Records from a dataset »
================================

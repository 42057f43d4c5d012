//! Application state container shared across Axum route handlers.
//!
//! The state is cheap to clone: `DatabaseConnection` is a handle onto a
//! pooled connection, so every handler receives its own copy through
//! Axum's `State<T>` extractor.

use sea_orm::DatabaseConnection;

/// Central application state shared across the server.
#[derive(Clone)]
pub struct AppState {
    db: DatabaseConnection,
}

impl AppState {
    /// Creates a new `AppState` around an established database connection.
    pub fn new(db: DatabaseConnection) -> Self {
        Self { db }
    }

    /// Returns a shared reference to the internal `DatabaseConnection`.
    pub fn db(&self) -> &DatabaseConnection {
        &self.db
    }
}
//! Global application configuration manager.
//!
//! `AppConfig` is a lazily initialized, globally accessible singleton containing
//! runtime configuration values loaded from environment variables. It provides
//! thread-safe access and mutation for testing or overrides in runtime environments.
//!
//! Most callers should use the free accessor functions at the bottom of this
//! module (`config::host()`, `config::jwt_secret()`, ...) instead of holding
//! the read guard.

use std::env;
use std::sync::{OnceLock, RwLock, RwLockReadGuard};

/// Represents the complete application configuration loaded from environment variables.
#[derive(Debug, Clone)]
pub struct AppConfig {
    pub env: String,
    pub project_name: String,
    pub log_level: String,
    pub log_file: String,
    pub log_to_stdout: bool,
    pub database_path: String,
    pub upload_root: String,
    pub host: String,
    pub port: u16,
    pub jwt_secret: String,
    pub jwt_duration_minutes: u64,
    pub admin_email: String,
}

/// Lazily-initialized, thread-safe singleton instance of `AppConfig`.
static CONFIG_INSTANCE: OnceLock<RwLock<AppConfig>> = OnceLock::new();

fn parse_or<T: std::str::FromStr>(key: &str, default: T) -> T {
    match env::var(key) {
        Ok(raw) => raw.trim().parse().unwrap_or_else(|_| {
            tracing::warn!(key, value = %raw, "Invalid config value, falling back to default");
            default
        }),
        Err(_) => default,
    }
}

impl AppConfig {
    /// Loads the configuration from `.env` and environment variables.
    ///
    /// Every key has a development default except `JWT_SECRET`, which
    /// falls back to an insecure placeholder outside of `production` and
    /// panics in `production`.
    pub fn from_env() -> Self {
        dotenvy::dotenv().ok();

        let env_name = env::var("APP_ENV").unwrap_or_else(|_| "development".into());
        let jwt_secret = match env::var("JWT_SECRET") {
            Ok(secret) => secret,
            Err(_) if env_name != "production" => "development-secret".into(),
            Err(_) => panic!("JWT_SECRET is required in production"),
        };

        Self {
            env: env_name,
            project_name: env::var("PROJECT_NAME").unwrap_or_else(|_| "garage-league".into()),
            log_level: env::var("LOG_LEVEL").unwrap_or_else(|_| "api=info".into()),
            log_file: env::var("LOG_FILE").unwrap_or_else(|_| "api.log".into()),
            log_to_stdout: env::var("LOG_TO_STDOUT").unwrap_or_else(|_| "false".into()) == "true",
            database_path: env::var("DATABASE_PATH").unwrap_or_else(|_| "data/dev.db".into()),
            upload_root: env::var("UPLOAD_ROOT").unwrap_or_else(|_| "public".into()),
            host: env::var("HOST").unwrap_or_else(|_| "127.0.0.1".into()),
            port: parse_or("PORT", 3000),
            jwt_secret,
            jwt_duration_minutes: parse_or("JWT_DURATION_MINUTES", 60),
            admin_email: env::var("ADMIN_EMAIL").unwrap_or_else(|_| "admin@gmail.com".into()),
        }
    }

    /// Returns a shared reference to the global configuration.
    ///
    /// # Panics
    /// Panics if the lock is poisoned.
    pub fn global() -> RwLockReadGuard<'static, AppConfig> {
        CONFIG_INSTANCE
            .get_or_init(|| RwLock::new(AppConfig::from_env()))
            .read()
            .expect("Failed to acquire AppConfig read lock")
    }

    /// Resets the configuration by reloading from environment variables.
    ///
    /// Useful in tests to clear overrides.
    pub fn reset() {
        if let Some(lock) = CONFIG_INSTANCE.get() {
            if let Ok(mut guard) = lock.write() {
                *guard = AppConfig::from_env();
            }
        }
    }

    fn set_field<F>(setter: F)
    where
        F: FnOnce(&mut AppConfig),
    {
        let lock = CONFIG_INSTANCE.get_or_init(|| RwLock::new(AppConfig::from_env()));
        let mut guard = lock
            .write()
            .expect("Failed to acquire AppConfig write lock");
        setter(&mut guard);
    }

    // --- Per-field setters below ---

    pub fn set_env(value: impl Into<String>) {
        AppConfig::set_field(|cfg| cfg.env = value.into());
    }

    pub fn set_upload_root(value: impl Into<String>) {
        AppConfig::set_field(|cfg| cfg.upload_root = value.into());
    }

    pub fn set_jwt_secret(value: impl Into<String>) {
        AppConfig::set_field(|cfg| cfg.jwt_secret = value.into());
    }

    pub fn set_jwt_duration_minutes(value: u64) {
        AppConfig::set_field(|cfg| cfg.jwt_duration_minutes = value);
    }

    pub fn set_admin_email(value: impl Into<String>) {
        AppConfig::set_field(|cfg| cfg.admin_email = value.into());
    }
}

// --- Free accessors ---

pub fn env() -> String {
    AppConfig::global().env.clone()
}

pub fn project_name() -> String {
    AppConfig::global().project_name.clone()
}

pub fn log_level() -> String {
    AppConfig::global().log_level.clone()
}

pub fn log_file() -> String {
    AppConfig::global().log_file.clone()
}

pub fn log_to_stdout() -> bool {
    AppConfig::global().log_to_stdout
}

pub fn database_path() -> String {
    AppConfig::global().database_path.clone()
}

pub fn upload_root() -> String {
    AppConfig::global().upload_root.clone()
}

pub fn host() -> String {
    AppConfig::global().host.clone()
}

pub fn port() -> u16 {
    AppConfig::global().port
}

pub fn jwt_secret() -> String {
    AppConfig::global().jwt_secret.clone()
}

pub fn jwt_duration_minutes() -> u64 {
    AppConfig::global().jwt_duration_minutes
}

pub fn admin_email() -> String {
    AppConfig::global().admin_email.clone()
}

================================

THE TASK »
From the first line of the data through the line with "established database connection.", quote each line exactly and add nothing else.

SOLUTION BELOW »
repository 42057f43d4c5d012
//! Application state container shared across Axum route handlers.
//!
//! The state is cheap to clone: `DatabaseConnection` is a handle onto a
//! pooled connection, so every handler receives its own copy through
//! Axum's `State<T>` extractor.

use sea_orm::DatabaseConnection;

/// Central application state shared across the server.
#[derive(Clone)]
pub struct AppState {
    db: DatabaseConnection,
}

impl AppState {
    /// Creates a new `AppState` around an established database connection.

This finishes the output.